> [Task description] Repeat the listing below in full, exactly.

> [Material supplied]
══════════════════════════════

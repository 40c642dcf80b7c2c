use std::time::{Duration, Instant};

use crate::debounce::Debouncer;
use crate::prelude::{eprintln, println, *};
use chrono::Utc;
use colored::Colorize;
use tokio::io::{AsyncBufReadExt, BufReader};
use vitrine_core::catalog::{build_catalog_view, DisplayMode, Product};

use super::{
    create_catalog_client, fetch_products, resolve_display_mode, CatalogConfig, Mode, ModeOptions,
};

#[derive(Debug, clap::Args, serde::Serialize, serde::Deserialize, Clone)]
pub struct BrowseOptions {
    #[clap(flatten)]
    pub mode: ModeOptions,

    /// Quiet period before a typed search term fires, in milliseconds
    #[arg(long, env = "VITRINE_DEBOUNCE_MS", default_value = "500")]
    pub debounce_ms: u64,
}

/// Interactive catalog browser
///
/// Reads lines from stdin: plain text is a debounced search term, `:mode
/// <name>` re-derives the view from the last fetched list without another
/// request, and `:quit` (or closing stdin) exits. Fetches run one at a
/// time inside the loop, so a slow response can never overwrite a newer
/// one.
pub async fn run(options: BrowseOptions, global: crate::Global) -> Result<()> {
    let config = CatalogConfig::from_global(&global)?;
    let mut mode = resolve_display_mode(options.mode.mode, &options.mode)?;
    let client = create_catalog_client()?;

    let mut query: Option<String> = None;
    let mut raw_products: Vec<Product> = Vec::new();

    match fetch_with_spinner(&client, &config, None).await {
        Ok(products) => raw_products = products,
        Err(err) => print_fetch_error(&err, global.verbose),
    }
    show(&raw_products, &mode, query.as_deref());

    let mut debouncer: Debouncer<String> =
        Debouncer::new(Duration::from_millis(options.debounce_ms));
    let mut lines = BufReader::new(tokio::io::stdin()).lines();

    loop {
        let deadline = debouncer.deadline();

        tokio::select! {
            line = lines.next_line() => {
                match line? {
                    None => break,
                    Some(line) => match classify_input(&line) {
                        BrowseInput::Quit => break,
                        BrowseInput::SwitchMode(name) => match switch_mode(name, &options.mode) {
                            Ok(new_mode) => {
                                mode = new_mode;
                                // Same raw list, new derivation; no refetch.
                                show(&raw_products, &mode, query.as_deref());
                            }
                            Err(err) => eprintln!("{}", err.to_string().red()),
                        },
                        BrowseInput::Search(term) => {
                            debouncer.update(term.to_string(), Instant::now());
                        }
                    },
                }
            }
            _ = sleep_until(deadline), if deadline.is_some() => {
                if let Some(term) = debouncer.take_settled(Instant::now()) {
                    let next_query = if term.is_empty() { None } else { Some(term) };
                    if next_query.as_deref() == query.as_deref() {
                        continue;
                    }
                    query = next_query;

                    match fetch_with_spinner(&client, &config, query.as_deref()).await {
                        Ok(products) => {
                            raw_products = products;
                            show(&raw_products, &mode, query.as_deref());
                        }
                        Err(err) => {
                            raw_products.clear();
                            print_fetch_error(&err, global.verbose);
                        }
                    }
                }
            }
        }
    }

    Ok(())
}

async fn fetch_with_spinner(
    client: &reqwest::Client,
    config: &CatalogConfig,
    query: Option<&str>,
) -> Result<Vec<Product>> {
    // Create spinner for progress indication
    let spinner = new_spinner();
    let result = fetch_products(client, config, query, Some(&spinner)).await;
    spinner.finish_and_clear();

    result
}

fn show(products: &[Product], mode: &DisplayMode, query: Option<&str>) {
    let view = build_catalog_view(products, mode, query);
    print!("{}", super::format_catalog_text(&view, Utc::now()));

    println!(
        "\n{} {} {} {} {}",
        "Type to search.".bright_white(),
        ":mode <name>".cyan(),
        "switches the display mode,".bright_white(),
        ":quit".cyan(),
        "exits.".bright_white()
    );
}

fn print_fetch_error(err: &color_eyre::eyre::Report, verbose: bool) {
    eprintln!("{}", "Could not load products.".red().bold());
    if verbose {
        eprintln!("{}", err.to_string().bright_black());
    }
}

async fn sleep_until(deadline: Option<Instant>) {
    match deadline {
        Some(deadline) => tokio::time::sleep_until(tokio::time::Instant::from_std(deadline)).await,
        None => std::future::pending().await,
    }
}

/// One line of browse input, classified
#[derive(Debug, PartialEq)]
enum BrowseInput<'a> {
    Quit,
    SwitchMode(&'a str),
    Search(&'a str),
}

fn classify_input(line: &str) -> BrowseInput<'_> {
    let line = line.trim();

    if line == ":quit" || line == ":q" {
        return BrowseInput::Quit;
    }

    if let Some(rest) = line.strip_prefix(":mode") {
        if rest.is_empty() || rest.starts_with(' ') {
            return BrowseInput::SwitchMode(rest.trim());
        }
    }

    BrowseInput::Search(line)
}

/// Parse a `:mode` argument and resolve it with the CLI parameter flags
fn switch_mode(name: &str, options: &ModeOptions) -> Result<DisplayMode> {
    let kind = <Mode as clap::ValueEnum>::from_str(name, true)
        .map_err(|_| Error::UnknownDisplayMode(name.to_string()))?;

    resolve_display_mode(kind, options)
}

#[cfg(test)]
mod tests {
    use super::*;

    fn create_test_options() -> ModeOptions {
        ModeOptions {
            mode: Mode::Default,
            brand: None,
            discount: None,
            min_price: None,
            max_price: None,
            country: None,
            parse_display_price: false,
        }
    }

    #[test]
    fn test_classify_input_quit() {
        assert_eq!(classify_input(":quit"), BrowseInput::Quit);
        assert_eq!(classify_input(":q"), BrowseInput::Quit);
        assert_eq!(classify_input("  :quit  "), BrowseInput::Quit);
    }

    #[test]
    fn test_classify_input_mode_switch() {
        assert_eq!(
            classify_input(":mode discount"),
            BrowseInput::SwitchMode("discount")
        );
        assert_eq!(
            classify_input(":mode   shippable  "),
            BrowseInput::SwitchMode("shippable")
        );
    }

    #[test]
    fn test_classify_input_bare_mode_command() {
        assert_eq!(classify_input(":mode"), BrowseInput::SwitchMode(""));
    }

    #[test]
    fn test_classify_input_mode_without_space_is_a_search() {
        assert_eq!(
            classify_input(":modediscount"),
            BrowseInput::Search(":modediscount")
        );
    }

    #[test]
    fn test_classify_input_search_term() {
        assert_eq!(classify_input("nike"), BrowseInput::Search("nike"));
        assert_eq!(classify_input("  silk scarf "), BrowseInput::Search("silk scarf"));
    }

    #[test]
    fn test_classify_input_empty_line_clears_search() {
        assert_eq!(classify_input(""), BrowseInput::Search(""));
        assert_eq!(classify_input("   "), BrowseInput::Search(""));
    }

    #[test]
    fn test_switch_mode_known_names() {
        let options = create_test_options();

        assert_eq!(
            switch_mode("default", &options).unwrap(),
            DisplayMode::Default
        );
        assert_eq!(
            switch_mode("deposited", &options).unwrap(),
            DisplayMode::Deposited
        );
        assert!(matches!(
            switch_mode("discount", &options).unwrap(),
            DisplayMode::BrandDiscount { .. }
        ));
    }

    #[test]
    fn test_switch_mode_is_case_insensitive() {
        let options = create_test_options();

        assert_eq!(
            switch_mode("DEFAULT", &options).unwrap(),
            DisplayMode::Default
        );
    }

    #[test]
    fn test_switch_mode_applies_parameter_flags() {
        let mut options = create_test_options();
        options.brand = Some("Nike".to_string());

        let mode = switch_mode("reversed", &options).unwrap();

        assert_eq!(
            mode,
            DisplayMode::ReversedBrand {
                brand: "Nike".to_string(),
            }
        );
    }

    #[test]
    fn test_switch_mode_unknown_name() {
        let options = create_test_options();

        let result = switch_mode("sideways", &options);

        assert!(result.is_err());
        assert!(result
            .unwrap_err()
            .to_string()
            .contains("Unknown display mode: sideways"));
    }
}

══════════════════════════════

> [Result for this exercise]
repository 40c642dcf80b7c2c
use std::time::{Duration, Instant};

use crate::debounce::Debouncer;
use crate::prelude::{eprintln, println, *};
use chrono::Utc;
use colored::Colorize;
use tokio::io::{AsyncBufReadExt, BufReader};
use vitrine_core::catalog::{build_catalog_view, DisplayMode, Product};

use super::{
    create_catalog_client, fetch_products, resolve_display_mode, CatalogConfig, Mode, ModeOptions,
};

#[derive(Debug, clap::Args, serde::Serialize, serde::Deserialize, Clone)]
pub struct BrowseOptions {
    #[clap(flatten)]
    pub mode: ModeOptions,

    /// Quiet period before a typed search term fires, in milliseconds
    #[arg(long, env = "VITRINE_DEBOUNCE_MS", default_value = "500")]
    pub debounce_ms: u64,
}

/// Interactive catalog browser
///
/// Reads lines from stdin: plain text is a debounced search term, `:mode
/// <name>` re-derives the view from the last fetched list without another
/// request, and `:quit` (or closing stdin) exits. Fetches run one at a
/// time inside the loop, so a slow response can never overwrite a newer
/// one.
pub async fn run(options: BrowseOptions, global: crate::Global) -> Result<()> {
    let config = CatalogConfig::from_global(&global)?;
    let mut mode = resolve_display_mode(options.mode.mode, &options.mode)?;
    let client = create_catalog_client()?;

    let mut query: Option<String> = None;
    let mut raw_products: Vec<Product> = Vec::new();

    match fetch_with_spinner(&client, &config, None).await {
        Ok(products) => raw_products = products,
        Err(err) => print_fetch_error(&err, global.verbose),
    }
    show(&raw_products, &mode, query.as_deref());

    let mut debouncer: Debouncer<String> =
        Debouncer::new(Duration::from_millis(options.debounce_ms));
    let mut lines = BufReader::new(tokio::io::stdin()).lines();

    loop {
        let deadline = debouncer.deadline();

        tokio::select! {
            line = lines.next_line() => {
                match line? {
                    None => break,
                    Some(line) => match classify_input(&line) {
                        BrowseInput::Quit => break,
                        BrowseInput::SwitchMode(name) => match switch_mode(name, &options.mode) {
                            Ok(new_mode) => {
                                mode = new_mode;
                                // Same raw list, new derivation; no refetch.
                                show(&raw_products, &mode, query.as_deref());
                            }
                            Err(err) => eprintln!("{}", err.to_string().red()),
                        },
                        BrowseInput::Search(term) => {
                            debouncer.update(term.to_string(), Instant::now());
                        }
                    },
                }
            }
            _ = sleep_until(deadline), if deadline.is_some() => {
                if let Some(term) = debouncer.take_settled(Instant::now()) {
                    let next_query = if term.is_empty() { None } else { Some(term) };
                    if next_query.as_deref() == query.as_deref() {
                        continue;
                    }
                    query = next_query;

                    match fetch_with_spinner(&client, &config, query.as_deref()).await {
                        Ok(products) => {
                            raw_products = products;
                            show(&raw_products, &mode, query.as_deref());
                        }
                        Err(err) => {
                            raw_products.clear();
                            print_fetch_error(&err, global.verbose);
                        }
                    }
                }
            }
        }
    }

    Ok(())
}

async fn fetch_with_spinner(
    client: &reqwest::Client,
    config: &CatalogConfig,
    query: Option<&str>,
) -> Result<Vec<Product>> {
    // Create spinner for progress indication
    let spinner = new_spinner();
    let result = fetch_products(client, config, query, Some(&spinner)).await;
    spinner.finish_and_clear();

    result
}

fn show(products: &[Product], mode: &DisplayMode, query: Option<&str>) {
    let view = build_catalog_view(products, mode, query);
    print!("{}", super::format_catalog_text(&view, Utc::now()));

    println!(
        "\n{} {} {} {} {}",
        "Type to search.".bright_white(),
        ":mode <name>".cyan(),
        "switches the display mode,".bright_white(),
        ":quit".cyan(),
        "exits.".bright_white()
    );
}

fn print_fetch_error(err: &color_eyre::eyre::Report, verbose: bool) {
    eprintln!("{}", "Could not load products.".red().bold());
    if verbose {
        eprintln!("{}", err.to_string().bright_black());
    }
}

async fn sleep_until(deadline: Option<Instant>) {
    match deadline {
        Some(deadline) => tokio::time::sleep_until(tokio::time::Instant::from_std(deadline)).await,
        None => std::future::pending().await,
    }
}

/// One line of browse input, classified
#[derive(Debug, PartialEq)]
enum BrowseInput<'a> {
    Quit,
    SwitchMode(&'a str),
    Search(&'a str),
}

fn classify_input(line: &str) -> BrowseInput<'_> {
    let line = line.trim();

    if line == ":quit" || line == ":q" {
        return BrowseInput::Quit;
    }

    if let Some(rest) = line.strip_prefix(":mode") {
        if rest.is_empty() || rest.starts_with(' ') {
            return BrowseInput::SwitchMode(rest.trim());
        }
    }

    BrowseInput::Search(line)
}

/// Parse a `:mode` argument and resolve it with the CLI parameter flags
fn switch_mode(name: &str, options: &ModeOptions) -> Result<DisplayMode> {
    let kind = <Mode as clap::ValueEnum>::from_str(name, true)
        .map_err(|_| Error::UnknownDisplayMode(name.to_string()))?;

    resolve_display_mode(kind, options)
}

#[cfg(test)]
mod tests {
    use super::*;

    fn create_test_options() -> ModeOptions {
        ModeOptions {
            mode: Mode::Default,
            brand: None,
            discount: None,
            min_price: None,
            max_price: None,
            country: None,
            parse_display_price: false,
        }
    }

    #[test]
    fn test_classify_input_quit() {
        assert_eq!(classify_input(":quit"), BrowseInput::Quit);
        assert_eq!(classify_input(":q"), BrowseInput::Quit);
        assert_eq!(classify_input("  :quit  "), BrowseInput::Quit);
    }

    #[test]
    fn test_classify_input_mode_switch() {
        assert_eq!(
            classify_input(":mode discount"),
            BrowseInput::SwitchMode("discount")
        );
        assert_eq!(
            classify_input(":mode   shippable  "),
            BrowseInput::SwitchMode("shippable")
        );
    }

    #[test]
    fn test_classify_input_bare_mode_command() {
        assert_eq!(classify_input(":mode"), BrowseInput::SwitchMode(""));
    }

    #[test]
    fn test_classify_input_mode_without_space_is_a_search() {
        assert_eq!(
            classify_input(":modediscount"),
            BrowseInput::Search(":modediscount")
        );
    }

    #[test]
    fn test_classify_input_search_term() {
        assert_eq!(classify_input("nike"), BrowseInput::Search("nike"));
        assert_eq!(classify_input("  silk scarf "), BrowseInput::Search("silk scarf"));
    }

    #[test]
    fn test_classify_input_empty_line_clears_search() {
        assert_eq!(classify_input(""), BrowseInput::Search(""));
        assert_eq!(classify_input("   "), BrowseInput::Search(""));
    }

    #[test]
    fn test_switch_mode_known_names() {
        let options = create_test_options();

        assert_eq!(
            switch_mode("default", &options).unwrap(),
            DisplayMode::Default
        );
        assert_eq!(
            switch_mode("deposited", &options).unwrap(),
            DisplayMode::Deposited
        );
        assert!(matches!(
            switch_mode("discount", &options).unwrap(),
            DisplayMode::BrandDiscount { .. }
        ));
    }

    #[test]
    fn test_switch_mode_is_case_insensitive() {
        let options = create_test_options();

        assert_eq!(
            switch_mode("DEFAULT", &options).unwrap(),
            DisplayMode::Default
        );
    }

    #[test]
    fn test_switch_mode_applies_parameter_flags() {
        let mut options = create_test_options();
        options.brand = Some("Nike".to_string());

        let mode = switch_mode("reversed", &options).unwrap();

        assert_eq!(
            mode,
            DisplayMode::ReversedBrand {
                brand: "Nike".to_string(),
            }
        );
    }

    #[test]
    fn test_switch_mode_unknown_name() {
        let options = create_test_options();

        let result = switch_mode("sideways", &options);

        assert!(result.is_err());
        assert!(result
            .unwrap_err()
            .to_string()
            .contains("Unknown display mode: sideways"));
    }
}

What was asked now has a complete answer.